What is needed - Among the lines below, count those with "EnvReader". Give only the number.

***** Data listing

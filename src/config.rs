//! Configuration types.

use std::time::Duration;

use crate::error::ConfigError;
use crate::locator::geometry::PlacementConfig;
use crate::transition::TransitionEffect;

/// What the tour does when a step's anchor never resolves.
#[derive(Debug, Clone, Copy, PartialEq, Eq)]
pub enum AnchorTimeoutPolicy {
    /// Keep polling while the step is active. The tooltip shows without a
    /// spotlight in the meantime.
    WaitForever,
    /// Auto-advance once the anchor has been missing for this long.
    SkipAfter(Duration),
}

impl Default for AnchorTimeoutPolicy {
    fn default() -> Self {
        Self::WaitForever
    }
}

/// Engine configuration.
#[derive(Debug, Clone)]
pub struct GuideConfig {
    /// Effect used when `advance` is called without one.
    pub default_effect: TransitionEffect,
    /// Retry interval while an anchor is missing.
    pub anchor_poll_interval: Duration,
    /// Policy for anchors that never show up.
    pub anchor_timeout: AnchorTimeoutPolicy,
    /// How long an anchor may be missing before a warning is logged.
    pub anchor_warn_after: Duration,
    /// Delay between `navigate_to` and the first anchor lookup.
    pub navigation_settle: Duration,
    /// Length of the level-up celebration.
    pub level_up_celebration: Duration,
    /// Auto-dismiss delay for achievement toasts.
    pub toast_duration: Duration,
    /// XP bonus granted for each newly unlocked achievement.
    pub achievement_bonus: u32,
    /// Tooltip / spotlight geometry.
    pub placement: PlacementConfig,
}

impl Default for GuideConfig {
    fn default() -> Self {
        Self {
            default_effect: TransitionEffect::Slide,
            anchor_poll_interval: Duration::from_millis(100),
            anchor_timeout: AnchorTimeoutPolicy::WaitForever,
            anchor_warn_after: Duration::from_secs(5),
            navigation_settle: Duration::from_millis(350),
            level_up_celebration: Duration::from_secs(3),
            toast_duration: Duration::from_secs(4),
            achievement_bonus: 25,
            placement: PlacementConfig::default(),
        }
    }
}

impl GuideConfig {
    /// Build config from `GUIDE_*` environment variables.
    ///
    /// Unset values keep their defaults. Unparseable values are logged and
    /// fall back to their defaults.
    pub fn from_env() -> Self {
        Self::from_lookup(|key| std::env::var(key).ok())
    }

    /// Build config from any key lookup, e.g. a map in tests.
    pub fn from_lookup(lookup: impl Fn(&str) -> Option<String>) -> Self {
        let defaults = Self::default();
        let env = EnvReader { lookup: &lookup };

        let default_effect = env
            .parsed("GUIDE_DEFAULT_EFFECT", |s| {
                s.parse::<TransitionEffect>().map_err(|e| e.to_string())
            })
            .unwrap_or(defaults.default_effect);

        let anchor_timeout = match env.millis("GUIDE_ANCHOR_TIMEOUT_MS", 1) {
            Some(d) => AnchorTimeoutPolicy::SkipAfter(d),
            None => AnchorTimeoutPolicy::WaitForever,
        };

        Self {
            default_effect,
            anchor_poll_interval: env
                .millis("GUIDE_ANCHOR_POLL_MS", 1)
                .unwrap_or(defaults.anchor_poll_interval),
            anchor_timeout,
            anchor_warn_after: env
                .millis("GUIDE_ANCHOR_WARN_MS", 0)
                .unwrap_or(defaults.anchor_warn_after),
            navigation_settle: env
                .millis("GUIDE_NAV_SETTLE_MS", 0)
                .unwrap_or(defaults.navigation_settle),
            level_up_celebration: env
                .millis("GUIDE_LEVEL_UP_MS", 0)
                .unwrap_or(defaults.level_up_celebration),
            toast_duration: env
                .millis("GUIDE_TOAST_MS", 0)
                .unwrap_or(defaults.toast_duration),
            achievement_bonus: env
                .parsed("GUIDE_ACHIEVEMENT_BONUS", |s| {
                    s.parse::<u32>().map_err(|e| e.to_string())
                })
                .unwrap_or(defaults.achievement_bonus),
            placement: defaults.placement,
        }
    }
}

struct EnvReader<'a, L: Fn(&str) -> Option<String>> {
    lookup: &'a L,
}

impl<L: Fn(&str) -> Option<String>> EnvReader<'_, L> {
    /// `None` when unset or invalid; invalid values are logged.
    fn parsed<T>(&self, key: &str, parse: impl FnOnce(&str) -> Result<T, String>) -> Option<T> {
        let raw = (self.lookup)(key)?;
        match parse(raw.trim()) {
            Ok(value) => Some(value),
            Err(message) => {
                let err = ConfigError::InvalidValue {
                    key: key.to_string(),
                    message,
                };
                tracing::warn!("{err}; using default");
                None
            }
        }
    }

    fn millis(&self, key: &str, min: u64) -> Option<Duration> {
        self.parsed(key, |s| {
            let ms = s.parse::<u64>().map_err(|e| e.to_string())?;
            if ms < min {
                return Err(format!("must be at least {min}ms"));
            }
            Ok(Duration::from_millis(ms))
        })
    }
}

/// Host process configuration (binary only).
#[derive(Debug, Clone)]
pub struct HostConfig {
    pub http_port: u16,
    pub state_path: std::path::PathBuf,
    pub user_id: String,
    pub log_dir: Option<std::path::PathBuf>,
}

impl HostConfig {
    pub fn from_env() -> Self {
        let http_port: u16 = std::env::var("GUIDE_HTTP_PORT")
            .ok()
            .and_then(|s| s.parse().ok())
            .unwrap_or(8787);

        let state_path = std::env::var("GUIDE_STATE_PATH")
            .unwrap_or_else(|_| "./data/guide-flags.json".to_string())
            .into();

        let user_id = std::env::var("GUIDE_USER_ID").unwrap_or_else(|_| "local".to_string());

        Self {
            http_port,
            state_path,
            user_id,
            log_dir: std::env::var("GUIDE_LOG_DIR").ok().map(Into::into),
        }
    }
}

**********

Response - 3